J'ai toujours aimé les hommes avenants, pensez à Llorrente, à Gigi Buffon, ou à Antonio Cabrini, plus beau qu'Alain Delon ! Plus que vieille, je suis une «Belle Dame». Boniperti composait, avec le Gallois John Charles et l'Argentin Omar Sivori, le «trio magique». C'est avec eux, je crois, qu'est née ma légende. Boniperti c'était la distinction, la régularité, la géométrie, Charles, un géant, la verticalité, la force de frappe, et Sivori, Ballon d'or 1961, court sur pattes, chaussettes enroulées sur les chevilles, la créativité, le génie du dribble et de la feinte de corps, l'inventeur du «petit pont» ! Il n'y a pas un gamin italien qui, dans sa chambre, dans la cour de l'école, dans la rue, n'ait joué à «être» Charles et Sivori. Beaucoup de champions se sont habillés en blanc et noir : Zlatan Ibrahimovic, Gianluca Vialli, Dino Zoff, Gaetano Scirea, des Ballons d'or, de Paolo Rossi à Pavel Nedved, Roberto Baggio, Platini ou Zidane, Trezeguet, Boniek («recommandé» par Jean Paul II, qui n'était pourtant pas juventino, contrairement à Benoît XVI), Michael Laudrup, Deschamps, Thuram et bien sûr Del Piero, que l'Avvocato appelait «Pinturicchio», du nom du peintre du XVe siècle, car ses coups francs étaient des œuvres d'art!

Mais dans les légendes, il y a toujours des drames…

Bien sûr, la plus grande tragédie a été celle du stade de Heysel, le 29 mai 1985, 39 morts, 454 blessés… Je n’oublierai jamais, et il me semble dérisoire que Michel Platini ait soulevé le trophée de la «Coupe des champions» gagnée ce soir-là… Et puis il y a les défaites cuisantes, les éliminations, les scandales…
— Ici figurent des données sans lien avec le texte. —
//! External collaborators: training corpora, credentials, input sources
//! and output sinks.

pub mod corpus;
pub mod credentials;
pub mod input;
pub mod output;

pub use corpus::Corpus;
pub use credentials::{
    load_credentials, parse_credentials, Credentials, GraphCredentials, TwitterCredentials,
};
pub use input::{fill_text_alias, JsonLinesSource, MemorySource};
pub use output::{CollectSink, ConsoleSink, CsvSink, DictFormatSink, MISSING_TEXT};
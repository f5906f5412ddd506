//! API credentials for network input sources.
//!
//! Credentials live in a JSON file with one object per service:
//!
//! ```json
//! {
//!   "twitter": {
//!     "access_token": "...", "access_token_secret": "...",
//!     "consumer_key": "...", "consumer_secret": "..."
//!   },
//!   "facebook": { "access_token": "..." }
//! }
//! ```

use std::fmt;
use std::fs;
use std::path::Path;

use serde::de::DeserializeOwned;
use serde::Deserialize;

use crate::errors::{Result, SocialMeterError};

/// A credential set stored under one section of the config file.
pub trait Credentials: DeserializeOwned {
    /// Top-level key of the section.
    const SECTION: &'static str;
    /// Keys that must be present in the section.
    const KEYS: &'static [&'static str];
}

/// OAuth 1.0a credentials for the Twitter streaming API.
#[derive(Clone, PartialEq, Eq, Deserialize)]
pub struct TwitterCredentials {
    pub access_token: String,
    pub access_token_secret: String,
    pub consumer_key: String,
    pub consumer_secret: String,
}

impl Credentials for TwitterCredentials {
    const SECTION: &'static str = "twitter";
    const KEYS: &'static [&'static str] = &[
        "access_token",
        "access_token_secret",
        "consumer_key",
        "consumer_secret",
    ];
}

impl fmt::Debug for TwitterCredentials {
    fn fmt(&self, f: &mut fmt::Formatter<'_>) -> fmt::Result {
        f.debug_struct("TwitterCredentials")
            .field("consumer_key", &self.consumer_key)
            .field("access_token", &"<redacted>")
            .field("access_token_secret", &"<redacted>")
            .field("consumer_secret", &"<redacted>")
            .finish()
    }
}

/// Access-token-only credentials for a graph-API style source.
#[derive(Clone, PartialEq, Eq, Deserialize)]
pub struct GraphCredentials {
    pub access_token: String,
}

impl Credentials for GraphCredentials {
    const SECTION: &'static str = "facebook";
    const KEYS: &'static [&'static str] = &["access_token"];
}

impl fmt::Debug for GraphCredentials {
    fn fmt(&self, f: &mut fmt::Formatter<'_>) -> fmt::Result {
        f.debug_struct("GraphCredentials")
            .field("access_token", &"<redacted>")
            .finish()
    }
}

/// Load `C` from the config file at `path`.
pub fn load_credentials<C: Credentials>(path: impl AsRef<Path>) -> Result<C> {
    let path = path.as_ref();
    let content = fs::read_to_string(path)
        .map_err(|e| SocialMeterError::io(format!("{}: {e}", path.display())))?;
    parse_credentials(&content)
}

/// Parse `C` from config JSON. Missing sections and keys are named.
pub fn parse_credentials<C: Credentials>(json: &str) -> Result<C> {
    let root: serde_json::Value = serde_json::from_str(json)?;
    let first_key = C::KEYS.first().copied().unwrap_or_default();
    let section = root
        .get(C::SECTION)
        .and_then(serde_json::Value::as_object)
        .ok_or_else(|| SocialMeterError::missing_config_key(C::SECTION, first_key))?;
    if let Some(key) = C::KEYS.iter().find(|k| !section.contains_key(**k)) {
        return Err(SocialMeterError::missing_config_key(C::SECTION, *key));
    }
    Ok(serde_json::from_value(serde_json::Value::Object(section.clone()))?)
}

#[cfg(test)]
mod tests {
    use super::*;

    #[test]
    fn test_twitter_credentials() {
        let json = r#"{"twitter": {"access_token": "a", "access_token_secret": "b",
                       "consumer_key": "c", "consumer_secret": "d"}}"#;
        let creds: TwitterCredentials = parse_credentials(json).unwrap();
        assert_eq!(creds.consumer_secret, "d");
        assert!(!format!("{creds:?}").contains("\"b\""));
    }

    #[test]
    fn test_missing_key_is_named() {
        let json = r#"{"twitter": {"access_token": "a", "consumer_key": "c",
                       "consumer_secret": "d"}}"#;
        match parse_credentials::<TwitterCredentials>(json).unwrap_err() {
            SocialMeterError::MissingConfigKey { section, key } => {
                assert_eq!(section, "twitter");
                assert_eq!(key, "access_token_secret");
            }
            other => panic!("unexpected error: {other:?}"),
        }
    }

    #[test]
    fn test_missing_section() {
        let err = parse_credentials::<GraphCredentials>(r#"{"twitter": {}}"#).unwrap_err();
        assert!(err.is_configuration());
    }

    #[test]
    fn test_load_from_file() {
        let dir = tempfile::tempdir().unwrap();
        let path = dir.path().join("config.json");
        fs::write(&path, r#"{"facebook": {"access_token": "tok"}}"#).unwrap();
        let creds: GraphCredentials = load_credentials(&path).unwrap();
        assert_eq!(creds.access_token, "tok");
    }
}
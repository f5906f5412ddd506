//! Pipeline specification types.
//!
//! A [`PipelineSpec`] describes which modules to attach to each pipeline
//! stage, runtime limits for the validation harness, and strictness settings.
//! These types are the input to the
//! [`ValidationEngine`](super::validation::ValidationEngine) and the
//! [`SpecPipelineBuilder`](super::spec_builder::SpecPipelineBuilder).
//!
//! # JSON shape
//!
//! ```json
//! {
//!   "v": 1,
//!   "name": "caps-and-length",
//!   "schema": { "input_fields": ["user"] },
//!   "input": { "type": "json_lines", "path": "posts.jsonl" },
//!   "preprocess": [{ "type": "hashtag_normalizer" }],
//!   "features": [
//!     { "type": "word_count", "rules": ["0_2", "3<"], "labels": [0, 1] },
//!     { "type": "excessive_capitals", "key": "caps" }
//!   ],
//!   "classifier": {
//!     "type": "gaussian_nb",
//!     "params": { "var_smoothing": 1e-9 },
//!     "labels": { "0": "negative", "1": "positive" }
//!   },
//!   "outputs": [{ "type": "dict_format" }],
//!   "runtime": { "n_folds": 5, "max_threads": 4 },
//!   "strict": false
//! }
//! ```
//!
//! Module `type` names are plain strings so that validation can report every
//! unknown name at once instead of failing at the first during parsing.

use std::collections::HashMap;
use std::path::PathBuf;

use serde::{Deserialize, Serialize};

use crate::classify::{LabelMapping, ParamMap};
use crate::errors::{Result, SocialMeterError};

/// The only spec version understood by this crate.
pub const SPEC_VERSION: u32 = 1;

/// Default fold count for cross-validation.
pub const DEFAULT_FOLDS: usize = 5;

/// Top-level pipeline specification (v1).
#[derive(Debug, Clone, Serialize, Deserialize)]
pub struct PipelineSpec {
    /// Spec version (currently `1`).
    pub v: u32,

    /// Name reported by pipeline comparisons.
    #[serde(default)]
    pub name: Option<String>,

    /// Extra input fields kept from raw records.
    #[serde(default)]
    pub schema: SchemaSpec,

    /// Input source. May be omitted for pipelines used only for training and
    /// validation, or supplied through the builder.
    #[serde(default)]
    pub input: Option<InputSpec>,

    /// Preprocess modules, applied in order.
    #[serde(default)]
    pub preprocess: Vec<PreprocessSpec>,

    /// Feature modules, in classifier column order.
    #[serde(default)]
    pub features: Vec<FeatureSpec>,

    #[serde(default)]
    pub classifier: Option<ClassifierSpec>,

    /// Output sinks, chained in order.
    #[serde(default)]
    pub outputs: Vec<OutputSpec>,

    /// Runtime execution limits.
    #[serde(default)]
    pub runtime: RuntimeSpec,

    /// If `true`, unrecognized fields are errors; if `false`, warnings.
    #[serde(default)]
    pub strict: bool,

    /// Captures any fields not recognized by the schema.
    /// Used by the strict-mode validation rule.
    #[serde(flatten)]
    pub unknown_fields: HashMap<String, serde_json::Value>,
}

impl PipelineSpec {
    /// Parse a spec from JSON.
    pub fn from_json(json: &str) -> Result<Self> {
        Ok(serde_json::from_str(json)?)
    }
}

/// Schema additions.
#[derive(Debug, Clone, Default, Serialize, Deserialize)]
pub struct SchemaSpec {
    /// Record fields to keep alongside `text` (e.g. `user`, `id`).
    #[serde(default)]
    pub input_fields: Vec<String>,

    #[serde(flatten)]
    pub unknown_fields: HashMap<String, serde_json::Value>,
}

// ─── Module specs ───────────────────────────────────────────────────────────

#[derive(Debug, Clone, Serialize, Deserialize)]
pub struct InputSpec {
    #[serde(rename = "type")]
    pub kind: String,

    /// File to read (`json_lines`).
    #[serde(default)]
    pub path: Option<PathBuf>,

    /// Keep items that arrive without text.
    #[serde(default)]
    pub allow_empty_text: bool,

    #[serde(flatten)]
    pub unknown_fields: HashMap<String, serde_json::Value>,
}

#[derive(Debug, Clone, Serialize, Deserialize)]
pub struct PreprocessSpec {
    #[serde(rename = "type")]
    pub kind: String,

    /// Output key; defaults to the type name.
    #[serde(default)]
    pub key: Option<String>,

    /// Gram size (`ngrams`).
    #[serde(default)]
    pub n: Option<usize>,

    /// Stop word language code (`stop_words`); English when absent.
    #[serde(default)]
    pub language: Option<String>,

    #[serde(flatten)]
    pub unknown_fields: HashMap<String, serde_json::Value>,
}

impl PreprocessSpec {
    pub fn key(&self) -> &str {
        self.key.as_deref().unwrap_or(&self.kind)
    }
}

#[derive(Debug, Clone, Serialize, Deserialize)]
pub struct FeatureSpec {
    #[serde(rename = "type")]
    pub kind: String,

    /// Output key; defaults to the type name.
    #[serde(default)]
    pub key: Option<String>,

    /// Discrete-format rules, first match wins.
    #[serde(default)]
    pub rules: Vec<String>,

    /// One label per rule.
    #[serde(default)]
    pub labels: Vec<i64>,

    /// Lexicon or emoticon file (`adjective_ratio`, `emoticon_sentiment`).
    #[serde(default)]
    pub path: Option<PathBuf>,

    #[serde(flatten)]
    pub unknown_fields: HashMap<String, serde_json::Value>,
}

impl FeatureSpec {
    pub fn key(&self) -> &str {
        self.key.as_deref().unwrap_or(&self.kind)
    }
}

#[derive(Debug, Clone, Serialize, Deserialize)]
pub struct ClassifierSpec {
    #[serde(rename = "type")]
    pub kind: String,

    /// Backend hyperparameters.
    #[serde(default)]
    pub params: ParamMap,

    /// Display names for backend labels.
    #[serde(default)]
    pub labels: Option<LabelMapping>,

    #[serde(flatten)]
    pub unknown_fields: HashMap<String, serde_json::Value>,
}

#[derive(Debug, Clone, Serialize, Deserialize)]
pub struct OutputSpec {
    #[serde(rename = "type")]
    pub kind: String,

    /// File to append to (`csv`).
    #[serde(default)]
    pub path: Option<PathBuf>,

    #[serde(flatten)]
    pub unknown_fields: HashMap<String, serde_json::Value>,
}

// ─── Module type enums ──────────────────────────────────────────────────────

/// Input source kinds.
#[derive(Debug, Clone, Copy, PartialEq, Eq)]
pub enum InputType {
    /// Empty in-memory source; records are dispatched by the caller.
    Memory,
    /// Newline-delimited JSON file.
    JsonLines,
}

impl InputType {
    pub const NAMES: &'static [&'static str] = &["memory", "json_lines"];

    pub fn from_name(name: &str) -> Option<Self> {
        match name {
            "memory" => Some(Self::Memory),
            "json_lines" => Some(Self::JsonLines),
            _ => None,
        }
    }
}

/// Preprocess transform kinds.
#[derive(Debug, Clone, Copy, PartialEq, Eq)]
pub enum PreprocessType {
    HashtagNormalizer,
    MentionNormalizer,
    Ngrams,
    StopWords,
    Tokenize,
    PosTag,
}

impl PreprocessType {
    pub const NAMES: &'static [&'static str] = &[
        "hashtag_normalizer",
        "mention_normalizer",
        "ngrams",
        "stop_words",
        "tokenize",
        "pos_tag",
    ];

    pub fn from_name(name: &str) -> Option<Self> {
        match name {
            "hashtag_normalizer" => Some(Self::HashtagNormalizer),
            "mention_normalizer" => Some(Self::MentionNormalizer),
            "ngrams" => Some(Self::Ngrams),
            "stop_words" => Some(Self::StopWords),
            "tokenize" => Some(Self::Tokenize),
            "pos_tag" => Some(Self::PosTag),
            _ => None,
        }
    }
}

/// Feature extractor kinds.
#[derive(Debug, Clone, Copy, PartialEq, Eq)]
pub enum FeatureType {
    AdjectiveCount,
    AdjectiveRatio,
    ExcessiveCapitals,
    ExcessivePunctuation,
    HashtagCount,
    NegationParity,
    WordCount,
    EmoticonSentiment,
}

impl FeatureType {
    pub const NAMES: &'static [&'static str] = &[
        "adjective_count",
        "adjective_ratio",
        "excessive_capitals",
        "excessive_punctuation",
        "hashtag_count",
        "negation_parity",
        "word_count",
        "emoticon_sentiment",
    ];

    pub fn from_name(name: &str) -> Option<Self> {
        match name {
            "adjective_count" => Some(Self::AdjectiveCount),
            "adjective_ratio" => Some(Self::AdjectiveRatio),
            "excessive_capitals" => Some(Self::ExcessiveCapitals),
            "excessive_punctuation" => Some(Self::ExcessivePunctuation),
            "hashtag_count" => Some(Self::HashtagCount),
            "negation_parity" => Some(Self::NegationParity),
            "word_count" => Some(Self::WordCount),
            "emoticon_sentiment" => Some(Self::EmoticonSentiment),
            _ => None,
        }
    }
}

/// Output sink kinds.
#[derive(Debug, Clone, Copy, PartialEq, Eq)]
pub enum OutputType {
    DictFormat,
    Console,
    Csv,
}

impl OutputType {
    pub const NAMES: &'static [&'static str] = &["dict_format", "console", "csv"];

    pub fn from_name(name: &str) -> Option<Self> {
        match name {
            "dict_format" => Some(Self::DictFormat),
            "console" => Some(Self::Console),
            "csv" => Some(Self::Csv),
            _ => None,
        }
    }
}

// ─── Runtime spec ─────────────────────────────────────────────────────────

/// Runtime limits and threading controls for the validation harness.
#[derive(Debug, Clone, Default, Serialize, Deserialize)]
pub struct RuntimeSpec {
    /// Maximum number of Rayon threads for parallel work.
    /// `None` uses Rayon's default (all logical cores).
    #[serde(default)]
    pub max_threads: Option<usize>,

    /// Disable parallelism entirely (equivalent to `max_threads: 1`).
    /// When `true`, overrides `max_threads`.
    #[serde(default)]
    pub single_thread: bool,

    /// Cross-validation fold count. Defaults to [`DEFAULT_FOLDS`].
    #[serde(default)]
    pub n_folds: Option<usize>,

    /// Captures any fields not recognized by the schema.
    #[serde(flatten)]
    pub unknown_fields: HashMap<String, serde_json::Value>,
}

impl RuntimeSpec {
    /// Resolve the effective thread count.
    ///
    /// - `single_thread == true` → `Some(1)`
    /// - `max_threads == Some(n)` → `Some(n)`
    /// - otherwise → `None` (use Rayon default)
    pub fn effective_threads(&self) -> Option<usize> {
        if self.single_thread {
            Some(1)
        } else {
            self.max_threads
        }
    }

    pub fn effective_folds(&self) -> usize {
        self.n_folds.unwrap_or(DEFAULT_FOLDS)
    }

    /// Build a scoped Rayon thread pool matching this config.
    ///
    /// Returns `None` when no thread limit is set (use global pool).
    pub fn build_thread_pool(&self) -> Result<Option<rayon::ThreadPool>> {
        self.effective_threads()
            .map(|n| {
                rayon::ThreadPoolBuilder::new()
                    .num_threads(n)
                    .build()
                    .map_err(|e| SocialMeterError::internal(format!("thread pool: {e}")))
            })
            .transpose()
    }

    /// Execute `f` within a scoped Rayon thread pool matching this config.
    ///
    /// If no thread limit is set, `f` runs directly (using the global pool).
    /// Otherwise `f` runs inside [`rayon::ThreadPool::install`], so any
    /// `par_iter()` within `f` uses the scoped pool.
    pub fn scoped<R: Send>(&self, f: impl FnOnce() -> R + Send) -> Result<R> {
        Ok(match self.build_thread_pool()? {
            Some(pool) => pool.install(f),
            None => f(),
        })
    }
}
Un peu plus même… Vous avez tout de même fait l’objet d’enquêtes judiciaires…

Oui, on a fait de moi une vieille dame indigne. Il y a eu des mises en examen pour dopage, des soupçons de toutes sortes, des accusations de tricheries, de corruption d'arbitres qui ont provoqué le «Moggigate» [du nom de l'ancien directeur général de la Juve, Luciano Moggi, qui a mis en place une corruption structurelle, manipulant dirigeants fédéraux, arbitres et journalistes, ndlr], et m'ont valu la rétrogradation…

La Juve en Serie B, la deuxième division !

C’était en 2006-2007… Ibrahimovic, Mutu, Thuram, Vieira, Cannavaro, me quittent alors, on jouait contre Albinoleffe, Frosinone, Rimini… Grâce à Didier Deschamps, je suis remontée dès l’année suivante en Serie A. Plus que l’humiliation, on a appris là la modestie…

Ce soir, c’est Barcelone que vous allez rencontrer…

Le Barça, c’est l’équipe la plus forte du monde. Si elle gagne, ce sera… normal. Si je gagne, ce sera exceptionnel, et l’histoire du football retient surtout les exploits.

Finale inédite en ligue des champions

Il s’agit de la soixantième finale de l’histoire et la première confrontation des deux clubs à ce stade de la compétition.

Juventus Turin-FC Barcelone, à 20 h 45, à l’Olympiastadion de Berlin. En direct sur TF1 et Canal+.